In seinem Beitrag „Religion und Philosophie bei Friedrich dem Großen“ schreibt Jochen Schaare über dessen sehr differenziertes Verhältnis zur Religion. Christ war er niemals gewesen, doch rang er Zeit seines Lebens um Klarheit über das Wesen des Schöpferischen, obwohl er nicht an einen persönlichen Gott glaubte. Gott stellte sich der bescheidene und auf jeglichen Dogmatismus verzichtende Agnostiker und Skeptiker als „Intelligenz der ewigen Organisation der Welten“ vor. Über jede Leichtgläubigkeit goß er seinen Spott aus, Täuschungen über die „Kanaille“ und die „wilde Bestie“ im Menschen gab er sich nicht hin. Als Freigeist kam es ihm darauf an, die Freiheit der Entscheidung zu wahren, selbständig zu denken und zu urteilen und statt Buße, Demut und Askese die freie freudige Tat zu feiern: „Es ist nicht nötig, daß ich lebe, wohl aber, daß ich meine Pflicht tue.“ Zum Atheismus vermochte er sich dennoch nicht durchzuringen, der Aufklärung attestierte er „nur eine eingeschränkte Wirksamkeit“, und den Menschen die Religion zu nehmen hielt er für eine Wahnidee.

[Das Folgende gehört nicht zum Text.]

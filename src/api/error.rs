//! HTTP error responses.
//!
//! Every failure is returned as `{"error": "..."}`. Client mistakes and stock
//! problems carry the domain message; storage failures are logged and replaced
//! with a generic message.

use crate::utils::error::{ErrorCategory, SeedError};
use axum::{
    http::{header, StatusCode},
    response::{IntoResponse, Response},
    Json,
};
use serde::Serialize;
use std::fmt;

#[derive(Debug)]
pub struct ApiError {
    status: StatusCode,
    message: String,
    source: Option<SeedError>,
}

impl ApiError {
    pub fn new(status: StatusCode, message: impl Into<String>) -> Self {
        Self {
            status,
            message: message.into(),
            source: None,
        }
    }

    pub fn bad_request(message: impl Into<String>) -> Self {
        Self::new(StatusCode::BAD_REQUEST, message)
    }

    /// 500，`source` 只寫入日誌，不回傳給用戶端
    pub fn internal(message: impl Into<String>, source: SeedError) -> Self {
        Self {
            status: StatusCode::INTERNAL_SERVER_ERROR,
            message: message.into(),
            source: Some(source),
        }
    }

    pub fn status(&self) -> StatusCode {
        self.status
    }

    pub fn message(&self) -> &str {
        &self.message
    }
}

impl fmt::Display for ApiError {
    fn fmt(&self, f: &mut fmt::Formatter<'_>) -> fmt::Result {
        write!(f, "[{}] {}", self.status, self.message)
    }
}

impl From<SeedError> for ApiError {
    fn from(err: SeedError) -> Self {
        match err.category() {
            ErrorCategory::Request | ErrorCategory::Stock => Self::bad_request(err.to_string()),
            ErrorCategory::Concurrency => Self {
                status: StatusCode::SERVICE_UNAVAILABLE,
                message: err.user_friendly_message(),
                source: Some(err),
            },
            ErrorCategory::Storage | ErrorCategory::Configuration => {
                Self::internal(err.user_friendly_message(), err)
            }
        }
    }
}

#[derive(Debug, Serialize)]
struct ErrorResponse {
    error: String,
}

impl IntoResponse for ApiError {
    fn into_response(self) -> Response {
        if self.status.is_server_error() {
            match &self.source {
                Some(source) => tracing::error!(
                    status = %self.status,
                    message = %self.message,
                    error = %source,
                    "❌ Request failed"
                ),
                None => tracing::error!(
                    status = %self.status,
                    message = %self.message,
                    "❌ Request failed"
                ),
            }
        } else {
            tracing::debug!(status = %self.status, message = %self.message, "Request rejected");
        }

        let retryable = self.source.as_ref().is_some_and(SeedError::is_retryable);
        let body = Json(ErrorResponse {
            error: self.message,
        });

        if retryable {
            (self.status, [(header::RETRY_AFTER, "1")], body).into_response()
        } else {
            (self.status, body).into_response()
        }
    }
}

Mit der deutschen Einheit und den Folgen einer politischen Sturzgeburt setzt sich die Autorin und Bürgerrechtlerin Freya Klier kritisch auseinander. Sie erzählt die Geschichte des Wuppertaler Gynäkologen Werner Mendling, der 1995 zusammen mit seiner Frau, einer Physiotherapeutin, voller Pioniergeist nach Frankfurt/Oder ging, um dort eine frei werdende Stelle als Chefarzt zu übernehmen, aber nach fünf Jahren resigniert aufgibt. Ablehnung, Schmähungen, Rufmord-Kampagnen und Mobbing des zwölfjährigen Sohnes durch ehemalige SED-Pädagogen in der Schule ließen das Ehepaar, das keinesweg den „eitlen Wessi“ rauskehrte, spüren, was ein halbes Jahrhundert Kommunismus in der DDR angerichtet hat und wieso fast vier Millionen Bürger aus dieser Zwangswelt flohen.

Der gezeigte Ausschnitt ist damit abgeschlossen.